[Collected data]
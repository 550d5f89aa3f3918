use crate::config::FetcherConfig;
use crate::scrapers::traits::PageFetcher;
use anyhow::{anyhow, Context, Result};
use headless_chrome::{Browser, LaunchOptions, Tab};
use std::sync::Arc;
use std::thread;
use tracing::{debug, info, warn};
use url::Url;

/// Dismisses the usual cookie consent banners so they don't hide the results
const ACCEPT_COOKIES_SCRIPT: &str = r#"
    const button = document.querySelector(
        'button[id*="accept"], button[id*="didomi-notice-agree"], button[id*="consent"]'
    );
    if (button) button.click();
"#;

/// Page fetcher backed by headless Chrome, for sites that render listings client-side.
/// One browser and one tab live for the whole parse; the tab is closed on drop.
pub struct ChromeFetcher {
    // Keeps the Chrome process alive for as long as the tab is in use
    _browser: Browser,
    tab: Arc<Tab>,
    config: FetcherConfig,
    wait_for: Option<String>,
}

impl ChromeFetcher {
    /// Launch headless Chrome and open the tab used for every navigation
    pub fn new(config: FetcherConfig) -> Result<Self> {
        info!("Launching headless Chrome...");

        let options = LaunchOptions::default_builder()
            .headless(config.headless)
            .idle_browser_timeout(config.timeout())
            .build()
            .context("Failed to build launch options")?;

        let browser = Browser::new(options).context("Failed to launch Chrome browser")?;
        let tab = browser.new_tab().context("Failed to open browser tab")?;
        tab.set_default_timeout(config.timeout());

        if let Some(user_agent) = config.user_agent.as_deref() {
            tab.set_user_agent(user_agent, None, None)
                .context("Failed to set user agent")?;
        }

        Ok(Self {
            _browser: browser,
            tab,
            config,
            wait_for: None,
        })
    }

    /// Wait for `selector` (usually the item wrapper) before reading the page
    pub fn wait_for(mut self, selector: impl Into<String>) -> Self {
        self.wait_for = Some(selector.into());
        self
    }
}

impl PageFetcher for ChromeFetcher {
    fn fetch(&mut self, url: &Url) -> Result<String> {
        debug!("Navigating to {}", url);

        self.tab
            .navigate_to(url.as_str())
            .with_context(|| format!("Failed to navigate to {}", url))?;
        self.tab
            .wait_until_navigated()
            .with_context(|| format!("Navigation to {} did not finish", url))?;

        if let Some(selector) = &self.wait_for {
            if let Err(e) = self.tab.wait_for_element(selector) {
                // Rendering may still be fine; extraction decides what the page holds
                warn!("Element {} did not appear on {}: {}", selector, url, e);
            }
        }

        if self.config.accept_cookies {
            let _ = self.tab.evaluate(ACCEPT_COOKIES_SCRIPT, false);
        }

        // Let client-side rendering settle
        thread::sleep(self.config.settle());

        let html = self
            .tab
            .get_content()
            .with_context(|| format!("Failed to read page source of {}", url))?;

        if html.is_empty() {
            return Err(anyhow!("Empty page source for {}", url));
        }

        debug!("Downloaded {} bytes of HTML", html.len());
        Ok(html)
    }

    fn name(&self) -> &'static str {
        "chrome"
    }
}

impl Drop for ChromeFetcher {
    fn drop(&mut self) {
        if let Err(e) = self.tab.close(false) {
            debug!("Failed to close browser tab: {}", e);
        }
    }
}
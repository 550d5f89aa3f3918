use scraper::Html;
use tracing::{info, warn};
use url::Url;

use super::error::{ParseError, ParseResult};
use super::pagination::PageTraversal;
use super::pipeline::extract_items;
use super::profile::SiteProfile;
use super::traits::PageFetcher;
use crate::models::ListingRecord;

/// Parse `initial_html` and every page reachable through its next-page links.
///
/// The fetcher is used for every later page and dropped when this returns,
/// whatever the outcome. Relative links resolve against the profile base URL.
pub fn parse<F: PageFetcher>(
    initial_html: &str,
    profile: &SiteProfile,
    fetcher: F,
) -> ParseResult<Vec<ListingRecord>> {
    let document = Html::parse_document(initial_html);
    parse_document(document, None, profile, fetcher)
}

/// Fetch `start_url` with `fetcher`, then parse it like [`parse`]
pub fn parse_from_url<F: PageFetcher>(
    start_url: &Url,
    profile: &SiteProfile,
    mut fetcher: F,
) -> ParseResult<Vec<ListingRecord>> {
    info!(site = %profile.site_id(), url = %start_url, fetcher = fetcher.name(), "Opening first result page");
    let source = fetcher.fetch(start_url).map_err(|e| ParseError::Fetch {
        url: start_url.clone(),
        source: e.into(),
    })?;
    let document = Html::parse_document(&source);
    parse_document(document, Some(start_url.clone()), profile, fetcher)
}

fn parse_document<F: PageFetcher>(
    document: Html,
    page_url: Option<Url>,
    profile: &SiteProfile,
    fetcher: F,
) -> ParseResult<Vec<ListingRecord>> {
    let site = profile.site_id();
    let mut traversal = PageTraversal::new(document, page_url, profile, fetcher);
    let mut listings = Vec::new();
    let mut skipped = 0usize;

    for page in traversal.by_ref() {
        let items = extract_items(&page.document, page.url.as_ref(), profile)?;
        for item in items {
            match item {
                Ok(listing) => listings.push(listing),
                Err(e) => {
                    skipped += 1;
                    warn!(site = %site, error = %e, "Skipping listing");
                }
            }
        }
    }

    info!(
        site = %site,
        pages = traversal.pages_visited(),
        listings = listings.len(),
        skipped,
        "Parse finished"
    );
    Ok(listings)
}
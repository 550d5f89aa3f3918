use anyhow::{bail, Context, Result};
use clap::Parser;
use listing_scout::config::{Config, FetcherConfig, FetcherKind};
use listing_scout::models::ListingRecord;
use listing_scout::output::JsonFileSink;
use listing_scout::scrapers::{
    parse_from_url, ChromeFetcher, FieldName, HttpFetcher, ListingSink, SiteProfile,
};
use std::path::PathBuf;
use tracing::info;
use tracing_subscriber::EnvFilter;
use url::Url;

/// Extract real-estate listings from paginated search results
#[derive(Debug, Parser)]
#[command(name = "listing-scout", version)]
struct Cli {
    /// Configuration file with fetcher settings and site profiles
    #[arg(short, long, default_value = "config/sites.toml")]
    config: PathBuf,

    /// Site profile to use
    #[arg(short, long, required_unless_present = "check")]
    site: Option<String>,

    /// First result page
    #[arg(short, long, required_unless_present = "check")]
    url: Option<Url>,

    /// Load pages over plain HTTP instead of headless Chrome
    #[arg(long)]
    http: bool,

    /// Output JSON file
    #[arg(short, long, default_value = "listings.json")]
    output: PathBuf,

    /// Also write one JSON file per listing into this directory
    #[arg(long)]
    raw_dir: Option<PathBuf>,

    /// Only validate the site profiles and exit
    #[arg(long)]
    check: bool,
}

fn scrape(url: Url, profile: SiteProfile, fetcher: FetcherConfig, kind: FetcherKind) -> Result<Vec<ListingRecord>> {
    let listings = match kind {
        FetcherKind::Chrome => {
            let mut chrome = ChromeFetcher::new(fetcher)?;
            if let Some(wrapper) = profile.selector(FieldName::AdWrapper) {
                chrome = chrome.wait_for(wrapper);
            }
            parse_from_url(&url, &profile, chrome)?
        }
        FetcherKind::Http => parse_from_url(&url, &profile, HttpFetcher::new(&fetcher)?)?,
    };
    Ok(listings)
}

#[tokio::main]
async fn main() -> Result<()> {
    tracing_subscriber::fmt()
        .with_env_filter(EnvFilter::try_from_default_env().unwrap_or_else(|_| EnvFilter::new("info")))
        .init();

    let cli = Cli::parse();

    info!("🏠 Listing Scout");

    let config = Config::load(&cli.config)?;
    let registry = config.registry()?;
    info!("Loaded {} site profiles from {}", registry.len(), cli.config.display());

    if cli.check {
        for site in registry.site_ids() {
            println!("{}", site);
        }
        return Ok(());
    }

    let (Some(site), Some(url)) = (cli.site, cli.url) else {
        bail!("--site and --url are required");
    };
    let profile = registry.get(&site)?.clone();
    let kind = if cli.http { FetcherKind::Http } else { config.fetcher.kind };
    let fetcher = config.fetcher.clone();

    info!("Starting {:?} scrape of {} from {}", kind, site, url);

    // Page fetching blocks, keep it off the async runtime
    let listings = tokio::task::spawn_blocking(move || scrape(url, profile, fetcher, kind))
        .await
        .context("Scrape task panicked")??;

    info!("\n✅ Scraped {} listings\n", listings.len());

    for (i, listing) in listings.iter().enumerate() {
        println!(
            "{}. {} ({} €)",
            i + 1,
            listing.title.as_deref().unwrap_or("(untitled)"),
            listing.price
        );
        println!("   {} rooms, {} m²", listing.rooms_count, listing.area);
        if let Some(location) = &listing.location {
            println!("   Location: {}", location);
        }
        if listing.new_build {
            println!("   New build");
        }
        println!("   URL: {}", listing.url);
        println!();
    }

    let mut sink = JsonFileSink::new(&cli.output);
    if let Some(raw_dir) = &cli.raw_dir {
        sink = sink.with_raw_dir(raw_dir);
    }
    sink.write(&listings).await?;

    Ok(())
}
use thiserror::Error;
use url::Url;

use super::profile::FieldName;

/// A site profile that cannot be used. Raised while loading profiles, never
/// while parsing pages.
#[derive(Error, Debug, Clone, PartialEq, Eq)]
pub enum ConfigurationError {
    #[error("Site profile has an empty site id")]
    EmptySiteId,

    #[error("Site `{site}` has no selector for required field `{field}`")]
    MissingSelector { site: String, field: FieldName },

    #[error("Site `{0}` is configured more than once")]
    DuplicateSite(String),

    #[error("Unknown site `{0}`")]
    UnknownSite(String),

    #[error("Site `{site}` has an invalid base url `{url}`: {reason}")]
    InvalidBaseUrl {
        site: String,
        url: String,
        reason: String,
    },
}

/// The item wrapper selector could not be evaluated on a page
#[derive(Error, Debug, Clone, PartialEq, Eq)]
#[error("No items found for site `{site}` with selector `{selector}`: {reason}")]
pub struct NoItemsFoundError {
    pub site: String,
    pub selector: String,
    pub reason: String,
}

/// Why a single field could not be extracted
#[derive(Error, Debug, Clone, PartialEq, Eq)]
pub enum FieldError {
    #[error("no selector configured")]
    NotConfigured,

    #[error("invalid selector `{selector}`: {reason}")]
    InvalidSelector { selector: String, reason: String },

    #[error("selector `{0}` matched nothing")]
    NoMatch(String),

    #[error("attribute `{attribute}` missing on `{selector}`")]
    MissingAttribute { selector: String, attribute: String },

    #[error("no number in `{0}`")]
    NotNumeric(String),
}

/// A required field failed for one item; the item is dropped
#[derive(Error, Debug, Clone, PartialEq, Eq)]
#[error("required field `{field}` failed: {cause}")]
pub struct RequiredFieldError {
    pub field: FieldName,
    #[source]
    pub cause: FieldError,
}

/// Fatal outcome of a whole parse
#[derive(Error, Debug)]
pub enum ParseError {
    #[error(transparent)]
    NoItems(#[from] NoItemsFoundError),

    #[error("Failed to fetch {url}")]
    Fetch {
        url: Url,
        #[source]
        source: Box<dyn std::error::Error + Send + Sync>,
    },
}

pub type ParseResult<T> = std::result::Result<T, ParseError>;
//! Extracts real-estate listings from paginated result pages

pub mod config;
pub mod models;
pub mod output;
pub mod scrapers;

● THE TASK
Your task is to restate, word for word, only those lines above that fall between the line holding "let mut chrome" and the line holding "use thiserror::Error;", inclusive.

● YOUR RESPONSE
            let mut chrome = ChromeFetcher::new(fetcher)?;
            if let Some(wrapper) = profile.selector(FieldName::AdWrapper) {
                chrome = chrome.wait_for(wrapper);
            }
            parse_from_url(&url, &profile, chrome)?
        }
        FetcherKind::Http => parse_from_url(&url, &profile, HttpFetcher::new(&fetcher)?)?,
    };
    Ok(listings)
}

#[tokio::main]
async fn main() -> Result<()> {
    tracing_subscriber::fmt()
        .with_env_filter(EnvFilter::try_from_default_env().unwrap_or_else(|_| EnvFilter::new("info")))
        .init();

    let cli = Cli::parse();

    info!("🏠 Listing Scout");

    let config = Config::load(&cli.config)?;
    let registry = config.registry()?;
    info!("Loaded {} site profiles from {}", registry.len(), cli.config.display());

    if cli.check {
        for site in registry.site_ids() {
            println!("{}", site);
        }
        return Ok(());
    }

    let (Some(site), Some(url)) = (cli.site, cli.url) else {
        bail!("--site and --url are required");
    };
    let profile = registry.get(&site)?.clone();
    let kind = if cli.http { FetcherKind::Http } else { config.fetcher.kind };
    let fetcher = config.fetcher.clone();

    info!("Starting {:?} scrape of {} from {}", kind, site, url);

    // Page fetching blocks, keep it off the async runtime
    let listings = tokio::task::spawn_blocking(move || scrape(url, profile, fetcher, kind))
        .await
        .context("Scrape task panicked")??;

    info!("\n✅ Scraped {} listings\n", listings.len());

    for (i, listing) in listings.iter().enumerate() {
        println!(
            "{}. {} ({} €)",
            i + 1,
            listing.title.as_deref().unwrap_or("(untitled)"),
            listing.price
        );
        println!("   {} rooms, {} m²", listing.rooms_count, listing.area);
        if let Some(location) = &listing.location {
            println!("   Location: {}", location);
        }
        if listing.new_build {
            println!("   New build");
        }
        println!("   URL: {}", listing.url);
        println!();
    }

    let mut sink = JsonFileSink::new(&cli.output);
    if let Some(raw_dir) = &cli.raw_dir {
        sink = sink.with_raw_dir(raw_dir);
    }
    sink.write(&listings).await?;

    Ok(())
}
use thiserror::Error;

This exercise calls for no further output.